Karin Suini, les promesses d’une modeste

Premier roman karin suini les promesses dune modeste

«Les souvenirs de mon héroïne sont les miens. J’ai beaucoup voyagé, je suis partie seule, j’ai fait des rencontres insolites, j’avais envie de retourner sur mes pas. Et je voulais aussi raconter la trace des petites choses.» - Karin Suini

© Sebastien Agnetti / Mise en beauté Sandrine Thomas

Elle arrive au bureau et on dirait une danseuse, échappée d’un corps de ballet. La foulée décidée, le port de tête haut et le sourire juvénile, Karin Suini, 42 ans, sort un premier roman prometteur. Vous ne la connaissez pas encore? Normal, elle a passé sa vie à mettre des mots sur la parole des autres.

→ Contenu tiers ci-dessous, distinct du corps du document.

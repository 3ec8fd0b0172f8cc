//! In-memory cache of aggregated reports, keyed by report id.
//!
//! Switching the sort mode on an already loaded report re-ranks the cached
//! aggregation instead of downloading and decoding the report again. The
//! cache is bounded; the oldest report is evicted first.

use std::{
    collections::{HashMap, VecDeque},
    sync::Arc,
};

use raidbots_client::ReportId;
use tokio::sync::RwLock;
use tracing::debug;
use upgrade_engine::Aggregation;

#[derive(Debug, Default)]
struct Inner {
    entries: HashMap<ReportId, Arc<Aggregation>>,
    order: VecDeque<ReportId>,
}

#[derive(Debug)]
pub struct ReportCache {
    capacity: usize,
    inner: RwLock<Inner>,
}

impl ReportCache {
    pub fn new(capacity: usize) -> Self {
        Self {
            capacity: capacity.max(1),
            inner: RwLock::new(Inner::default()),
        }
    }

    pub async fn get(&self, id: &ReportId) -> Option<Arc<Aggregation>> {
        self.inner.read().await.entries.get(id).cloned()
    }

    pub async fn insert(&self, id: ReportId, aggregation: Arc<Aggregation>) {
        let mut inner = self.inner.write().await;

        if inner.entries.insert(id.clone(), aggregation).is_some() {
            inner.order.retain(|k| k != &id);
        }
        inner.order.push_back(id);

        while inner.order.len() > self.capacity {
            if let Some(old) = inner.order.pop_front() {
                debug!(report = %old, "evicting cached report");
                inner.entries.remove(&old);
            }
        }
    }

    pub async fn len(&self) -> usize {
        self.inner.read().await.entries.len()
    }
}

Journaliste dans une première vie, elle commence à Radio Lac, y apprend l’écriture de radio, un apprentissage exigeant. Puis migre à la RTS, même vue sur les eaux argentées du Léman, mais du plateau de la Sallaz et des studios de Couleur 3. Elle y présente le journal du matin avec une bande de drilles (Yann Zitouni, Vincent Kucholl, Valérie Paccaud). «Une période magnifique, dit-elle. On finissait à 11 h et on partait skier.»

Entre les levers aux aurores et les après-midi qui s’étirent, elle se met à écrire sur un petit cahier rose sorti tout droit de l’enfance. Elle a vingt-neuf ans, les mots lui servent à se dire ce qu’elle est. Elle y reviendra, nous aussi. Mais avant ça, Karin rêve à des horizons plus lointains, vise la diplomatie. «Je faisais partie de la dernière volée qui a eu un entretien avec Micheline Calmy-Rey, le jour où elle a été élue présidente de la Confédération.» Reçue, elle part à Berlin, y passe une année dont elle garde un souvenir un peu douloureux et une bonne maîtrise de l’allemand.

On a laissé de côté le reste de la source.